I'll give you that. The Bristol installations stuck with the exhaust collector ring for too long; it added weight and drag. I'll also agree with your comment about the Herc powered Spitfire; "it just isn't right!"


----------



## wuzak (Oct 6, 2014)

nuuumannn said:


> I'll give you that. The Bristol installations stuck with the exhaust collector ring for too long; it added weight and drag. I'll also agree with your comment about the Herc powered Spitfire; "it just isn't right!"



I also don't think a Hercules powered Spitfire would be any great shakes either.

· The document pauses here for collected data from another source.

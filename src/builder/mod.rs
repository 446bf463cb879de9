//! Image builds and the build + start stage of the pipeline.

pub mod compose;
pub mod daemon;
mod line_buffer;
pub mod process;

pub use daemon::{BollardDaemon, ContainerDaemon, PROJECT_LABEL};
pub use line_buffer::LineBuffer;
pub use process::{CommandExecutor, CommandSpec, LineSink, ShellExecutor};

use crate::context::{self, ContextKey};
use crate::db::{DeploymentStore, ProjectStore};
use crate::errors::PipelineError;
use crate::events::{BuildSource, Deployed, Event, EventBus, EventHandler, SourceCodeReady};
use crate::lifecycle::ContainerLifecycle;
use crate::logs::{LogGateway, LogKey, LogStream, LogType};
use crate::models::{Deployment, DeploymentStatus, Project, ProjectStatus};
use crate::pipeline::DeploymentLocks;
use async_trait::async_trait;
use std::path::{Path, PathBuf};
use std::sync::Arc;
use tracing::Instrument;

#[derive(Debug, Clone)]
pub struct BuildRequest {
    pub project_path: PathBuf,
    pub repository_id: String,
    pub deployment_id: i32,
    pub branch: String,
    pub image_tag: String,
    pub source: BuildSource,
    pub project_name: String,
}

impl BuildRequest {
    fn command(&self) -> CommandSpec {
        let cmd = match &self.source {
            BuildSource::Dockerfile(file) => {
                CommandSpec::docker(["build", "-t", self.image_tag.as_str(), "-f", file.as_str(), "."])
            }
            BuildSource::Compose(file) => CommandSpec::docker([
                "compose",
                "-p",
                self.project_name.as_str(),
                "-f",
                file.as_str(),
                "-f",
                compose::COMPOSE_OVERRIDE,
                "up",
                "-d",
                "--build",
            ]),
        };
        cmd.current_dir(&self.project_path)
    }
}

/// Runs `docker build` / `docker compose up --build`, streaming output to the build log.
#[derive(Clone)]
pub struct ImageBuilder {
    executor: Arc<dyn CommandExecutor>,
    gateway: LogGateway,
    deployments: Arc<dyn DeploymentStore>,
}

impl ImageBuilder {
    pub fn new(
        executor: Arc<dyn CommandExecutor>,
        gateway: LogGateway,
        deployments: Arc<dyn DeploymentStore>,
    ) -> Self {
        Self {
            executor,
            gateway,
            deployments,
        }
    }

    /// Returns the images the build produced.
    pub async fn build(&self, request: &BuildRequest) -> Result<Vec<String>, PipelineError> {
        let images = match &request.source {
            BuildSource::Dockerfile(_) => vec![request.image_tag.clone()],
            BuildSource::Compose(file) => {
                compose::pin_images(
                    self.executor.as_ref(),
                    &request.project_path,
                    &request.project_name,
                    file,
                    &request.image_tag,
                )
                .await?
            }
        };

        let cmd = request.command();
        let span = tracing::info_span!(
            "Build image",
            image = %request.image_tag,
            deployment_id = request.deployment_id
        );
        let stream = LogStream::build(
            self.gateway.clone(),
            LogKey::new(&request.repository_id, &request.branch, LogType::Build),
            self.deployments.clone(),
            request.deployment_id,
        );
        self.executor.run_streaming(&cmd, &stream).instrument(span).await?;
        Ok(images)
    }
}

// ━━━━━━━━━━━━━━━━━━━━━━━━━━━━━━━━━━━━━━━━━━━━━━━━━━━━
// BuildStage: SOURCE_CODE_READY -> DEPLOYED
// ━━━━━━━━━━━━━━━━━━━━━━━━━━━━━━━━━━━━━━━━━━━━━━━━━━━━

pub struct BuildStage {
    bus: EventBus,
    projects: Arc<dyn ProjectStore>,
    deployments: Arc<dyn DeploymentStore>,
    builder: ImageBuilder,
    daemon: Arc<dyn ContainerDaemon>,
    lifecycle: Arc<ContainerLifecycle>,
    gateway: LogGateway,
    locks: DeploymentLocks,
    registry: Option<String>,
    container_port: u16,
}

/// Names for one build of a project branch.
#[derive(Debug, Clone, PartialEq, Eq)]
pub struct BuildNames {
    pub image: String,
    pub container: String,
}

impl BuildNames {
    pub fn new(registry: Option<&str>, project_name: &str, branch: &str, suffix: &str) -> Self {
        let base = format!("{}-{}", project_name, context::sanitize_project_name(branch));
        let image = match registry {
            Some(registry) => format!("{}/{}:{}", registry.trim_end_matches('/'), base, suffix),
            None => format!("{}:{}", base, suffix),
        };
        Self {
            image,
            container: format!("{}-{}", base, suffix),
        }
    }
}

/// Port of the last `EXPOSE` in a Dockerfile, so multi-stage builds report their final stage.
/// `EXPOSE 8080/tcp 9090` gives 8080; variable ports are skipped.
pub fn exposed_port(dockerfile: &str) -> Option<u16> {
    dockerfile
        .lines()
        .filter_map(|line| {
            let mut words = line.split_whitespace();
            match words.next() {
                Some(instruction) if instruction.eq_ignore_ascii_case("EXPOSE") => words
                    .filter_map(|word| word.split('/').next()?.parse::<u16>().ok())
                    .next(),
                _ => None,
            }
        })
        .last()
}

impl BuildStage {
    #[allow(clippy::too_many_arguments)]
    pub fn new(
        bus: EventBus,
        projects: Arc<dyn ProjectStore>,
        deployments: Arc<dyn DeploymentStore>,
        builder: ImageBuilder,
        daemon: Arc<dyn ContainerDaemon>,
        lifecycle: Arc<ContainerLifecycle>,
        gateway: LogGateway,
        locks: DeploymentLocks,
        registry: Option<String>,
        container_port: u16,
    ) -> Self {
        Self {
            bus,
            projects,
            deployments,
            builder,
            daemon,
            lifecycle,
            gateway,
            locks,
            registry,
            container_port,
        }
    }

    /// Port the built image listens on: its Dockerfile's `EXPOSE`, else the configured default.
    async fn image_port(&self, project_path: &Path, dockerfile: &str) -> u16 {
        match tokio::fs::read_to_string(project_path.join(dockerfile)).await {
            Ok(contents) => exposed_port(&contents).unwrap_or(self.container_port),
            Err(err) => {
                tracing::debug!(dockerfile, "Could not read Dockerfile: {}", err);
                self.container_port
            }
        }
    }

    /// Build, publish and start. Returns the host port for single-container projects.
    async fn build_and_start(
        &self,
        request: &BuildRequest,
        container_name: &str,
        container_port: u16,
    ) -> Result<Option<u16>, PipelineError> {
        let images = self.builder.build(request).await?;
        if self.registry.is_some() {
            for image in &images {
                self.daemon.push_image(image).await?;
            }
        }

        match &request.source {
            BuildSource::Compose(_) => Ok(None),
            BuildSource::Dockerfile(_) => {
                let port = self
                    .daemon
                    .start_container(
                        &request.image_tag,
                        container_name,
                        container_port,
                        &request.project_name,
                    )
                    .await?;
                Ok(Some(port))
            }
        }
    }

    async fn promote(
        &self,
        mut project: Project,
        mut deployment: Deployment,
        host_port: Option<u16>,
        request: &BuildRequest,
    ) -> Result<Deployment, PipelineError> {
        deployment.status = DeploymentStatus::Deployed;
        deployment.host_port = host_port.map(i32::from);
        let deployment = self
            .deployments
            .update(deployment)
            .await
            .map_err(PipelineError::Store)?;

        let superseded = project.active_deployment_id;
        project.active_deployment_id = Some(deployment.id);
        project.status = ProjectStatus::Running;
        let project = self.projects.update(project).await.map_err(PipelineError::Store)?;

        if let (Some(old_id), BuildSource::Dockerfile(_)) = (superseded, &request.source) {
            match self.deployments.find_by_id(old_id).await {
                Ok(Some(old)) if old.container_name != deployment.container_name => {
                    if let Err(err) = self.lifecycle.rm(&old.container_name, &request.project_path).await {
                        tracing::warn!("{}", err);
                    }
                }
                Ok(_) => {}
                Err(err) => tracing::warn!(deployment_id = old_id, "Could not load superseded deployment: {}", err),
            }
        }

        match &request.source {
            BuildSource::Dockerfile(_) => self.lifecycle.follow_logs(
                &project.repo_id,
                &project.branch,
                &deployment.container_name,
            ),
            BuildSource::Compose(_) => self.lifecycle.follow_compose_logs(
                &request.project_path,
                &request.project_name,
                &project.repo_id,
                &project.branch,
            ),
        }
        Ok(deployment)
    }

    async fn mark_failed(&self, project: Project, mut deployment: Deployment, key: &LogKey, err: &PipelineError) {
        deployment.status = DeploymentStatus::Failed;
        if let Err(store_err) = self.deployments.update(deployment).await {
            tracing::error!("Failed to mark deployment failed: {}", store_err);
        }
        let project = Project {
            status: ProjectStatus::Failed,
            ..project
        };
        if let Err(store_err) = self.projects.update(project).await {
            tracing::error!("Failed to mark project failed: {}", store_err);
        }
        if let Err(queue_err) = self.gateway.publish(key, format!("Deployment failed: {}\n", err)).await {
            tracing::warn!("Failed to publish build error: {}", queue_err);
        }
    }

    async fn deploy(&self, event: SourceCodeReady) -> Result<(), PipelineError> {
        let project = self
            .projects
            .find(event.project_id)
            .await
            .map_err(PipelineError::Store)?
            .ok_or_else(|| PipelineError::Validation(format!("project {} not found", event.project_id)))?;

        let _guard = self.locks.acquire(&project.repo_id, &project.branch).await;

        let project_name = context::get(ContextKey::ProjectName)
            .unwrap_or_else(|| context::sanitize_project_name(&project.name));
        let suffix = context::get(ContextKey::BuildSuffix).unwrap_or_else(context::generate_build_suffix);
        let names = BuildNames::new(self.registry.as_deref(), &project_name, &project.branch, &suffix);

        let container_port = match &event.source {
            BuildSource::Dockerfile(file) => self.image_port(&event.project_path, file).await,
            BuildSource::Compose(_) => self.container_port,
        };
        let mut deployment = Deployment::new(
            project.id,
            project.branch.clone(),
            names.container.clone(),
            names.image.clone(),
            suffix,
        );
        if let BuildSource::Dockerfile(_) = &event.source {
            deployment.container_port = Some(i32::from(container_port));
        }
        let deployment = self
            .deployments
            .create(deployment)
            .await
            .map_err(PipelineError::Store)?;
        tracing::info!(deployment_id = deployment.id, image = %names.image, "Deployment started");

        let request = BuildRequest {
            project_path: event.project_path.clone(),
            repository_id: project.repo_id.clone(),
            deployment_id: deployment.id,
            branch: project.branch.clone(),
            image_tag: names.image.clone(),
            source: event.source.clone(),
            project_name,
        };
        let key = LogKey::new(&project.repo_id, &project.branch, LogType::Build);

        let built = self
            .build_and_start(&request, &names.container, container_port)
            .await;
        let outcome = match built {
            Ok(host_port) => {
                self.promote(project.clone(), deployment.clone(), host_port, &request)
                    .await
                    .map(|deployment| (deployment, host_port))
            }
            Err(err) => Err(err),
        };

        let result = match outcome {
            Ok((deployment, host_port)) => {
                tracing::info!(deployment_id = deployment.id, ?host_port, "Deployment live");
                self.bus.emit(Event::Deployed(Deployed {
                    project_id: project.id,
                    deployment_id: deployment.id,
                    container_name: deployment.container_name.clone(),
                    host_port,
                }));
                Ok(())
            }
            Err(err) => {
                self.mark_failed(project, deployment, &key, &err).await;
                Err(err)
            }
        };

        if let Err(err) = self.gateway.complete(&key).await {
            tracing::warn!("Failed to close build log: {}", err);
        }
        result
    }
}

#[async_trait]
impl EventHandler for BuildStage {
    fn name(&self) -> &'static str {
        "build_stage"
    }

    async fn handle(&self, event: Event) -> Result<(), PipelineError> {
        let Event::SourceCodeReady(ready) = event else {
            return Ok(());
        };
        let span = tracing::info_span!("Build stage", project_id = ready.project_id);
        self.deploy(ready).instrument(span).await
    }
}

Also, by 1940 Supermarines were working on the Griffon Spitfire. A Hercules version would distract from that work, as well as the 2 stage Merlin versions.


----------



## nuuumannn (Oct 6, 2014)

> by 1940 Supermarines were working on the Griffon Spitfire. A Hercules version would distract from that work, as well as the 2 stage Merlin versions.



That's right. Read my post above about that. Perhaps in this what if scenario, Supermarine instead of Fairey could go to RR regarding a new engine and kick start the Griffon?


----------



## wuzak (Oct 6, 2014)

nuuumannn said:


> That's right. Read my post above about that. Perhaps in this what if scenario, Supermarine instead of Fairey could go to RR regarding a new engine and kick start the Griffon?



Not sure that Fairey had anything to do with getting the Griffon started.

The question was asked, not long after the Griffon was started, if it could be fitted to the Spitfire. This was before the war.

Fairey was asked to help with or develop the Seafire, also before the war, but they wanted to do their own thing.


----------



## tomo pauk (Oct 7, 2014)

wuzak said:


> I also don't think a Hercules powered Spitfire would be any great shakes either.



In case the Hercules Spitfire can climb with Fw-190 and Bf-109F-4/G-2 (and Zero?), it is offering something valuable. At under 7000 lbs loaded (2x 20mm, 4x .303s)and 150 HP extra with Hercules VI, it would be in advantage vs. the 8300+ lbs heavy Fw-190A-1 (2x MG FF, 4 LMGs). 



> Also, by 1940 Supermarines were working on the Griffon Spitfire. A Hercules version would distract from that work, as well as the 2 stage Merlin versions.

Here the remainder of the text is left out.